Diğer dikkat edilecek bir nokta ise Jane Austen'ın gözlem, betimleme gücü ve tabii kişilik tahlilleri. Çokboyutlu insan değerlendirmesi ve kitabın içine dahil olabilmeniz. Kitap boyunca "Ben hangisiyim? Emma mı, Jane mi, Harriet mı?" diye içinden geçiriyor insan.

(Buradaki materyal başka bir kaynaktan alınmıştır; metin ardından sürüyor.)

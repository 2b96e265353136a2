pub mod agent;
pub mod config;
pub mod context;
pub mod error;
pub mod llm;
pub mod protocol;
pub mod tools;
pub mod validation;

pub use agent::{Agent, OperationsAgent};
pub use config::Settings;
pub use error::RuntimeError;
// src/tools/github.rs

use crate::config::Settings;
use crate::tools::{Params, Repository, Tool, ToolError, ToolOutput, decode_params, http_client};
use serde::Deserialize;

pub const DEFAULT_QUERY: &str = "python";
pub const DEFAULT_SORT: &str = "stars";
pub const DEFAULT_LIMIT: usize = 3;
const NO_DESCRIPTION: &str = "No description";

/// Repository search against the GitHub REST API.
pub struct GithubTool {
    client: reqwest::blocking::Client,
    api_url: String,
    token: Option<String>,
}

impl GithubTool {
    pub fn new(settings: &Settings) -> Result<Self, ToolError> {
        Ok(Self {
            client: http_client(settings.tool_timeout)?,
            api_url: settings.github_api_url.trim_end_matches('/').to_string(),
            token: settings.github_token.clone(),
        })
    }

    /// Returns at most `limit` repositories sorted by `sort`, descending.
    /// Any failure is returned as [`ToolOutput::Error`].
    pub fn search_repos(&self, query: &str, sort: &str, limit: usize) -> ToolOutput {
        match self.fetch(query, sort) {
            Ok(response) => ToolOutput::Repositories(project(response, limit)),
            Err(err) => ToolOutput::failure(format!("GitHub API error: {err}")),
        }
    }

    fn fetch(&self, query: &str, sort: &str) -> Result<SearchResponse, reqwest::Error> {
        let url = format!("{}/search/repositories", self.api_url);
        let mut request = self
            .client
            .get(&url)
            .header(reqwest::header::ACCEPT, "application/vnd.github+json")
            .query(&[("q", query), ("sort", sort), ("order", "desc")]);

        if let Some(token) = &self.token {
            request = request.bearer_auth(token);
        }

        request.send()?.error_for_status()?.json()
    }
}

#[derive(Deserialize)]
struct GithubParams {
    #[serde(default = "default_query")]
    query: String,
    #[serde(default = "default_limit")]
    limit: usize,
}

fn default_query() -> String {
    DEFAULT_QUERY.to_string()
}

fn default_limit() -> usize {
    DEFAULT_LIMIT
}

impl Tool for GithubTool {
    fn name(&self) -> &str {
        "github"
    }

    fn description(&self) -> &str {
        "Search GitHub repositories (queries like: \"python repos\", \"AI repositories\", \"machine learning projects\")"
    }

    fn execute(&self, params: &Params) -> Result<ToolOutput, ToolError> {
        let params: GithubParams = decode_params(self.name(), params)?;
        Ok(self.search_repos(&params.query, DEFAULT_SORT, params.limit))
    }
}

#[derive(Deserialize)]
struct SearchResponse {
    #[serde(default)]
    items: Vec<SearchItem>,
}

#[derive(Deserialize)]
struct SearchItem {
    name: String,
    stargazers_count: u64,
    html_url: String,
    #[serde(default)]
    description: Option<String>,
}

fn project(response: SearchResponse, limit: usize) -> Vec<Repository> {
    response
        .items
        .into_iter()
        .take(limit)
        .map(|item| Repository {
            name: item.name,
            stars: item.stargazers_count,
            url: item.html_url,
            description: item.description.unwrap_or_else(|| NO_DESCRIPTION.to_string()),
        })
        .collect()
}
// src/llm/retry.rs

use crate::llm::{ChatModel, ChatRequest, LlmError};
use rand::Rng;
use std::time::Duration;

/// Blocks the caller between attempts. Swappable so tests can record delays.
pub trait Sleeper: Send + Sync {
    fn sleep(&self, duration: Duration);
}

pub struct ThreadSleeper;

impl Sleeper for ThreadSleeper {
    fn sleep(&self, duration: Duration) {
        std::thread::sleep(duration);
    }
}

#[derive(Clone, Copy, Debug)]
pub struct RetryPolicy {
    pub max_attempts: u32,
}

impl RetryPolicy {
    pub fn new(max_attempts: u32) -> Self {
        Self {
            max_attempts: max_attempts.max(1),
        }
    }

    /// `2^attempt` seconds plus up to one second of jitter. `attempt` is zero-based.
    pub fn delay(&self, attempt: u32) -> Duration {
        let jitter: f64 = rand::thread_rng().gen_range(0.0..1.0);
        Duration::from_secs(1u64 << attempt.min(32)) + Duration::from_secs_f64(jitter)
    }
}

impl Default for RetryPolicy {
    fn default() -> Self {
        Self::new(crate::config::DEFAULT_MAX_LLM_ATTEMPTS)
    }
}

/// Wraps a [`ChatModel`] with bounded retries on transient provider errors.
pub struct RetryingModel<M, S = ThreadSleeper> {
    inner: M,
    policy: RetryPolicy,
    sleeper: S,
}

impl<M: ChatModel> RetryingModel<M> {
    pub fn new(inner: M, policy: RetryPolicy) -> Self {
        Self::with_sleeper(inner, policy, ThreadSleeper)
    }
}

impl<M: ChatModel, S: Sleeper> RetryingModel<M, S> {
    pub fn with_sleeper(inner: M, policy: RetryPolicy, sleeper: S) -> Self {
        Self {
            inner,
            policy,
            sleeper,
        }
    }
}

impl<M: ChatModel, S: Sleeper> ChatModel for RetryingModel<M, S> {
    fn complete(&self, request: &ChatRequest) -> Result<String, LlmError> {
        let max = self.policy.max_attempts;
        let mut attempt = 0;

        loop {
            match self.inner.complete(request) {
                Ok(content) => {
                    if attempt > 0 {
                        log::info!("LLM call succeeded on attempt {}/{}", attempt + 1, max);
                    }
                    return Ok(content);
                }
                Err(err) if err.is_retryable() && attempt + 1 < max => {
                    let delay = self.policy.delay(attempt);
                    log::warn!(
                        "LLM API error (attempt {}/{}): {}. Retrying in {:.2}s...",
                        attempt + 1,
                        max,
                        err,
                        delay.as_secs_f64()
                    );
                    self.sleeper.sleep(delay);
                    attempt += 1;
                }
                Err(err) => {
                    log::error!("LLM API failed after {} attempts: {}", attempt + 1, err);
                    return Err(err);
                }
            }
        }
    }
}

Kitabın konusu ve tekdüzeliği bazı okurları sıkmış. Buna katılmıyorum. Öncelikle Emma bir klasik ve Victoria dönemini yansıtan bir kitap. Beklenmedik olaylar, şaşırtıcı sonlar okuyucunun istediği şeyler ama roman tanımı bence bu degil. Stendhal'ın dedigi gibi "Roman yol boyunca gezdirilen bir aynadır." Gerçegin yansımasıdır. Günlük hayatta karşılaştığımız olaylardır. Bu açıdan çok başarılı bir klasik olduğu düşüncesindeyim.
Mutlaka okunmalı...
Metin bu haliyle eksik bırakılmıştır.